◆ TASK INSTRUCTIONS ◆
Return only the stretch of the material below that begins with the line containing "filename src/config/environment.rs" and ends with the line containing "user gives none", exactly; both of those lines belong to it.

◆ PROVIDED DATA ◆
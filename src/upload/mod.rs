// ABOUTME: Upload boundary between parsed workouts and the fitness service sync layer
// ABOUTME: Defines the async uploader trait, request and receipt types, and credentials
//
// SPDX-License-Identifier: MIT OR Apache-2.0
// Copyright (c) 2025 Pierre Fitness Intelligence

//! # Upload Boundary
//!
//! A parsed [`Workout`] plus its [`WorkoutMetadata`] form an [`UploadRequest`].
//! Any [`WorkoutUploader`] can accept it; the service wire format and
//! transport live outside this crate.
//!
//! ## Bundled uploaders
//!
//! - [`DryRunUploader`]: validates and logs, touches nothing
//! - [`OutboxUploader`]: writes a JSON handoff file for the external sync tool
//!
//! ```rust,no_run
//! use garmin_workout_creator::parser;
//! use garmin_workout_creator::upload::{DryRunUploader, UploadRequest, WorkoutUploader};
//! use workout_core::models::WorkoutMetadata;
//!
//! # async fn example() -> Result<(), Box<dyn std::error::Error>> {
//! let workout = parser::parse("10min warmup, 5x 3min @ 4:10 + 2min jog, cooldown")?;
//! let request = UploadRequest::new(workout, WorkoutMetadata::named("VO2 max"));
//! let receipt = DryRunUploader.upload(&request).await?;
//! println!("{}", receipt.id);
//! # Ok(())
//! # }
//! ```

/// Uploader that only validates and logs
pub mod dry_run;
/// Uploader that writes JSON handoff files
pub mod outbox;

pub use dry_run::DryRunUploader;
pub use outbox::OutboxUploader;

use std::fmt;

use async_trait::async_trait;
use chrono::{DateTime, Utc};
use serde::{Deserialize, Serialize};
use uuid::Uuid;
use workout_core::errors::UploadError;
use workout_core::models::{Workout, WorkoutMetadata};

/// Account credentials for the fitness service
///
/// The password never appears in `Debug` output or serialized handoff files.
#[derive(Clone, PartialEq, Eq)]
pub struct Credentials {
    /// Account email
    pub email: String,
    password: String,
}

impl Credentials {
    /// Create credentials
    #[must_use]
    pub fn new(email: impl Into<String>, password: impl Into<String>) -> Self {
        Self {
            email: email.into(),
            password: password.into(),
        }
    }

    /// Account password, for uploaders that sign in to the service
    #[must_use]
    pub fn password(&self) -> &str {
        &self.password
    }

    /// Build credentials only when both parts are present and non-blank
    #[must_use]
    pub fn from_parts(email: Option<String>, password: Option<String>) -> Option<Self> {
        match (email, password) {
            (Some(email), Some(password))
                if !email.trim().is_empty() && !password.is_empty() =>
            {
                Some(Self::new(email.trim(), password))
            }
            _ => None,
        }
    }
}

impl fmt::Debug for Credentials {
    fn fmt(&self, f: &mut fmt::Formatter<'_>) -> fmt::Result {
        f.debug_struct("Credentials")
            .field("email", &self.email)
            .field("password", &"[REDACTED]")
            .finish()
    }
}

/// Everything an uploader needs to create a workout
#[derive(Debug, Clone, PartialEq)]
pub struct UploadRequest {
    /// Parsed workout
    pub workout: Workout,
    /// Name, schedule date and notes
    pub metadata: WorkoutMetadata,
    /// Service credentials, if the uploader needs them
    pub credentials: Option<Credentials>,
}

impl UploadRequest {
    /// Request without credentials
    #[must_use]
    pub const fn new(workout: Workout, metadata: WorkoutMetadata) -> Self {
        Self {
            workout,
            metadata,
            credentials: None,
        }
    }

    /// Attach credentials
    #[must_use]
    pub fn with_credentials(mut self, credentials: Credentials) -> Self {
        self.credentials = Some(credentials);
        self
    }

    /// Validate the metadata before any side effect
    ///
    /// # Errors
    /// Returns `UploadError::InvalidMetadata` for a blank or overlong name or
    /// overlong notes
    pub fn validate(&self) -> Result<(), UploadError> {
        self.metadata.validate()
    }
}

/// Proof that an uploader accepted a workout
#[derive(Debug, Clone, PartialEq, Eq, Serialize, Deserialize)]
pub struct UploadReceipt {
    /// Identifier assigned to the upload
    pub id: Uuid,
    /// Name of the uploader that accepted it
    pub uploader: String,
    /// When it was accepted
    pub accepted_at: DateTime<Utc>,
    /// Where the handoff was written, if anywhere
    pub location: Option<String>,
}

impl UploadReceipt {
    /// New receipt with a fresh id
    #[must_use]
    pub fn new(uploader: &str) -> Self {
        Self {
            id: Uuid::new_v4(),
            uploader: uploader.to_owned(),
            accepted_at: Utc::now(),
            location: None,
        }
    }

    /// Record where the handoff was written
    #[must_use]
    pub fn at(mut self, location: impl Into<String>) -> Self {
        self.location = Some(location.into());
        self
    }
}

/// Destination for parsed workouts
///
/// Implementations must validate the request before any side effect.
#[async_trait]
pub trait WorkoutUploader: Send + Sync {
    /// Uploader name used in logs and receipts
    fn name(&self) -> &'static str;

    /// Hand a workout to the service
    ///
    /// # Errors
    /// Returns an `UploadError` for invalid metadata, missing credentials,
    /// rejection, or I/O and serialization failures
    async fn upload(&self, request: &UploadRequest) -> Result<UploadReceipt, UploadError>;
}
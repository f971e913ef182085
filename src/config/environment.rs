// ABOUTME: Loads CreatorConfig from environment variables with strict validation
// ABOUTME: Invalid values are reported instead of silently replaced by defaults
//
// SPDX-License-Identifier: MIT OR Apache-2.0
// Copyright (c) 2025 Pierre Fitness Intelligence

use std::env;
use std::path::PathBuf;

use tracing::debug;
use workout_core::constants::metadata::DEFAULT_WORKOUT_NAME;
use workout_core::models::{PaceUnit, WorkoutMetadata};

use super::ConfigError;
use crate::parser::normalize::is_reserved_word;
use crate::parser::{ParserOptions, UnitAliases, WorkoutParser};
use crate::upload::Credentials;

/// Directory under the home directory holding local state
pub const APP_DIR_NAME: &str = ".garmin-workout-creator";

/// Runtime configuration
#[derive(Debug, Clone, PartialEq)]
pub struct CreatorConfig {
    /// Options handed to the parser
    pub parser: ParserOptions,
    /// Name used when the user gives none
    pub default_name: String,
    /// Where the outbox uploader writes handoff files
    pub outbox_dir: PathBuf,
    /// Service credentials, when both parts are set
    pub credentials: Option<Credentials>,
}

impl CreatorConfig {
    /// Load configuration from environment variables
    ///
    /// # Errors
    /// Returns `ConfigError` when a variable holds an invalid value or no
    /// home directory exists for the default outbox path
    pub fn from_env() -> Result<Self, ConfigError> {
        let default_pace_unit = match env::var("WORKOUT_PACE_UNIT") {
            Ok(value) => parse_pace_unit(&value)?,
            Err(_) => PaceUnit::Kilometer,
        };

        let infer_bare_heart_rate = env::var("WORKOUT_INFER_BARE_HR")
            .map(|v| parse_bool(&v))
            .unwrap_or(false);

        let aliases = match env::var("WORKOUT_UNIT_ALIASES") {
            Ok(value) => parse_aliases(&value, UnitAliases::default())?,
            Err(_) => UnitAliases::default(),
        };

        let default_name = env_var_or("WORKOUT_DEFAULT_NAME", DEFAULT_WORKOUT_NAME);
        WorkoutMetadata::named(default_name.clone())
            .validate()
            .map_err(|_| ConfigError::InvalidValue {
                key: "WORKOUT_DEFAULT_NAME",
                value: default_name.clone(),
                reason: "expected 1-100 characters",
            })?;

        let outbox_dir = match env::var("WORKOUT_OUTBOX_DIR") {
            Ok(value) if !value.trim().is_empty() => PathBuf::from(value),
            _ => default_outbox_dir()?,
        };

        let credentials =
            Credentials::from_parts(env::var("GARMIN_EMAIL").ok(), env::var("GARMIN_PASSWORD").ok());

        let config = Self {
            parser: ParserOptions {
                aliases,
                default_pace_unit,
                infer_bare_heart_rate,
            },
            default_name,
            outbox_dir,
            credentials,
        };
        debug!(
            pace_unit = config.parser.default_pace_unit.as_str(),
            infer_bare_heart_rate = config.parser.infer_bare_heart_rate,
            aliases = config.parser.aliases.len(),
            outbox = %config.outbox_dir.display(),
            has_credentials = config.credentials.is_some(),
            "Loaded configuration from environment"
        );
        Ok(config)
    }

    /// Parser configured with these options
    #[must_use]
    pub fn parser(&self) -> WorkoutParser {
        WorkoutParser::new(self.parser.clone())
    }
}

/// `~/.garmin-workout-creator/outbox`
///
/// # Errors
/// Returns `ConfigError::NoHomeDirectory` when the home directory is unknown
pub fn default_outbox_dir() -> Result<PathBuf, ConfigError> {
    dirs::home_dir()
        .map(|home| home.join(APP_DIR_NAME).join("outbox"))
        .ok_or(ConfigError::NoHomeDirectory("outbox directory"))
}

fn env_var_or(key: &str, default: &str) -> String {
    env::var(key).unwrap_or_else(|_| default.to_owned())
}

fn parse_bool(value: &str) -> bool {
    let value = value.trim();
    !(value.is_empty() || value.eq_ignore_ascii_case("false") || value == "0")
}

fn parse_pace_unit(value: &str) -> Result<PaceUnit, ConfigError> {
    let normalized = value.trim().to_lowercase();
    let canonical = UnitAliases::default()
        .canonical(&normalized)
        .map_or(normalized.clone(), str::to_owned);
    PaceUnit::from_canonical(&canonical).ok_or_else(|| ConfigError::InvalidValue {
        key: "WORKOUT_PACE_UNIT",
        value: value.to_owned(),
        reason: "expected km or mi",
    })
}

/// Parse `alias=unit,alias=unit` on top of `base`
fn parse_aliases(value: &str, base: UnitAliases) -> Result<UnitAliases, ConfigError> {
    let invalid = || ConfigError::InvalidValue {
        key: "WORKOUT_UNIT_ALIASES",
        value: value.to_owned(),
        reason: "expected alias=unit pairs with units km, m, mi, s, min, h, bpm or spm",
    };

    value
        .split(',')
        .map(str::trim)
        .filter(|pair| !pair.is_empty())
        .try_fold(base, |table, pair| {
            let (alias, canonical) = pair.split_once('=').ok_or_else(invalid)?;
            let alias = alias.trim();
            if alias.is_empty() || !alias.chars().all(|c| c.is_ascii_alphabetic()) {
                return Err(invalid());
            }
            if is_reserved_word(alias) {
                return Err(ConfigError::InvalidValue {
                    key: "WORKOUT_UNIT_ALIASES",
                    value: value.to_owned(),
                    reason: "aliases cannot shadow x, to, per or step keywords",
                });
            }
            table
                .with_alias(alias, canonical.trim())
                .ok_or_else(invalid)
        })
}
// ABOUTME: Integration tests for the natural-language workout parser
// ABOUTME: Covers step patterns, keywords, units, targets, failures and canonical round trips
//
// SPDX-License-Identifier: MIT OR Apache-2.0
// Copyright (c) 2025 Pierre Fitness Intelligence

#![allow(clippy::unwrap_used, clippy::expect_used, clippy::panic)]
#![allow(missing_docs)]

use garmin_workout_creator::formatters::to_canonical_text;
use garmin_workout_creator::parser::normalize::{UnitAliases, CANONICAL_UNITS};
use garmin_workout_creator::parser::{self, ParserOptions, WorkoutParser};
use workout_core::errors::{ModelError, ParseFailure};
use workout_core::models::{
    DistanceUnit, Duration, Pace, PaceUnit, SimpleStep, Step, StepType, Target, TargetValue,
    TimeUnit, Workout,
};

fn single(text: &str) -> SimpleStep {
    let workout = parser::parse(text).unwrap();
    assert_eq!(workout.len(), 1, "expected one step for '{text}'");
    match &workout.steps()[0] {
        Step::Simple(step) => *step,
        Step::Repeat(_) => panic!("expected a simple step for '{text}'"),
    }
}

fn pace(minutes: u32, seconds: u32) -> Pace {
    Pace::from_minutes_seconds(minutes, seconds).unwrap()
}

fn km(value: f64) -> Duration {
    Duration::distance(value, DistanceUnit::Kilometer).unwrap()
}

fn minutes(value: f64) -> Duration {
    Duration::time(value, TimeUnit::Minute).unwrap()
}

fn failure(text: &str) -> ParseFailure {
    parser::parse(text).unwrap_err().reason
}

// ============================================================================
// Simple steps
// ============================================================================

#[test]
fn test_distance_warmup_with_pace() {
    let step = single("1km warmup @ 5:30");
    assert_eq!(step.step_type(), StepType::Warmup);
    assert_eq!(*step.duration(), km(1.0));
    assert_eq!(
        *step.target(),
        Target::Pace {
            value: TargetValue::Single(pace(5, 30)),
            per: PaceUnit::Kilometer,
        }
    );
}

#[test]
fn test_keyword_before_duration() {
    assert_eq!(single("warmup 1km @ 5:30"), single("1km warmup @ 5:30"));
}

#[test]
fn test_time_warmup() {
    let step = single("10min warmup");
    assert_eq!(step.step_type(), StepType::Warmup);
    assert_eq!(*step.duration(), minutes(10.0));
    assert!(step.target().is_open());
}

#[test]
fn test_time_with_heart_rate() {
    let step = single("5min @ 165 bpm");
    assert_eq!(step.step_type(), StepType::Interval);
    assert_eq!(*step.duration(), minutes(5.0));
    assert_eq!(
        *step.target(),
        Target::HeartRate {
            value: TargetValue::Single(165)
        }
    );
}

#[test]
fn test_keyword_only_cooldown_is_open() {
    let step = single("cooldown");
    assert_eq!(step.step_type(), StepType::Cooldown);
    assert_eq!(*step.duration(), Duration::Open);
    assert_eq!(*step.target(), Target::Open);
}
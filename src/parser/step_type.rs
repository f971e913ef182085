// ABOUTME: Deterministic step-type inference from segment keywords
// ABOUTME: Keywords are checked in a fixed priority order so inference is total
//
// SPDX-License-Identifier: MIT OR Apache-2.0
// Copyright (c) 2025 Pierre Fitness Intelligence

use workout_core::models::StepType;

/// Keyword vocabulary per step type, in priority order
const KEYWORDS: &[(StepType, &[&str])] = &[
    (StepType::Warmup, &["warmup", "wu"]),
    (StepType::Cooldown, &["cooldown", "cd"]),
    (
        StepType::Recovery,
        &["recovery", "recover", "rest", "rec", "easy", "jog"],
    ),
    (
        StepType::Interval,
        &["interval", "int", "work", "hard", "fast", "tempo", "run"],
    ),
];

/// Keyword for an open step with no particular purpose
pub const OPEN_KEYWORD: &str = "open";

/// Where the segment sits in the workout
#[derive(Debug, Clone, Copy, PartialEq, Eq, Default)]
pub struct StepContext {
    /// Segment is the work portion of a repeat
    pub repeat_work: bool,
    /// Segment carries an `@` target
    pub has_target: bool,
}

/// Whether `word` is a step keyword (including `open`)
#[must_use]
pub fn is_keyword(word: &str) -> bool {
    word == OPEN_KEYWORD || keyword_type(word).is_some()
}

/// Whether `word` names a recovery step
#[must_use]
pub fn is_recovery_keyword(word: &str) -> bool {
    keyword_type(word) == Some(StepType::Recovery)
}

fn keyword_type(word: &str) -> Option<StepType> {
    KEYWORDS
        .iter()
        .find(|(_, words)| words.contains(&word))
        .map(|(step_type, _)| *step_type)
}

/// Infer the step type from the keywords present in a segment
///
/// Priority is warmup, cooldown, recovery, then interval keywords. Without a
/// keyword, the work portion of a repeat or a step with a target is an
/// interval, and anything else is `Other`.
#[must_use]
pub fn infer(keywords: &[&str], context: StepContext) -> StepType {
    KEYWORDS
        .iter()
        .find(|(_, words)| keywords.iter().any(|keyword| words.contains(keyword)))
        .map_or_else(
            || {
                if context.repeat_work || context.has_target {
                    StepType::Interval
                } else {
                    StepType::Other
                }
            },
            |(step_type, _)| *step_type,
        )
}

/// Keyword that makes `infer` return `step_type` without any context
#[must_use]
pub const fn canonical_keyword(step_type: StepType) -> &'static str {
    match step_type {
        StepType::Warmup => "warmup",
        StepType::Cooldown => "cooldown",
        StepType::Recovery => "recovery",
        StepType::Interval => "interval",
        StepType::Other => OPEN_KEYWORD,
    }
}

#[cfg(test)]
mod tests {
    use super::*;

    #[test]
    fn test_priority_order() {
        let context = StepContext::default();
        assert_eq!(infer(&["rest", "warmup"], context), StepType::Warmup);
        assert_eq!(infer(&["tempo", "cd"], context), StepType::Cooldown);
        assert_eq!(infer(&["fast", "jog"], context), StepType::Recovery);
    }

    #[test]
    fn test_context_fallback() {
        assert_eq!(infer(&[], StepContext::default()), StepType::Other);
        assert_eq!(
            infer(
                &[],
                StepContext {
                    has_target: true,
                    ..StepContext::default()
                }
            ),
            StepType::Interval
        );
        assert_eq!(
            infer(
                &[OPEN_KEYWORD],
                StepContext {
                    repeat_work: true,
                    ..StepContext::default()
                }
            ),
            StepType::Interval
        );
    }

    #[test]
    fn test_canonical_keywords_round_trip() {
        for step_type in [
            StepType::Warmup,
            StepType::Cooldown,
            StepType::Recovery,
            StepType::Interval,
        ] {
            assert_eq!(
                infer(&[canonical_keyword(step_type)], StepContext::default()),
                step_type
            );
        }
        assert!(is_keyword(OPEN_KEYWORD));
        assert!(!is_keyword("banana"));
    }
}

◆ EXERCISE ANSWER ◆
filename src/config/environment.rs
// ABOUTME: Loads CreatorConfig from environment variables with strict validation
// ABOUTME: Invalid values are reported instead of silently replaced by defaults
//
// SPDX-License-Identifier: MIT OR Apache-2.0
// Copyright (c) 2025 Pierre Fitness Intelligence

use std::env;
use std::path::PathBuf;

use tracing::debug;
use workout_core::constants::metadata::DEFAULT_WORKOUT_NAME;
use workout_core::models::{PaceUnit, WorkoutMetadata};

use super::ConfigError;
use crate::parser::normalize::is_reserved_word;
use crate::parser::{ParserOptions, UnitAliases, WorkoutParser};
use crate::upload::Credentials;

/// Directory under the home directory holding local state
pub const APP_DIR_NAME: &str = ".garmin-workout-creator";

/// Runtime configuration
#[derive(Debug, Clone, PartialEq)]
pub struct CreatorConfig {
    /// Options handed to the parser
    pub parser: ParserOptions,
    /// Name used when the user gives none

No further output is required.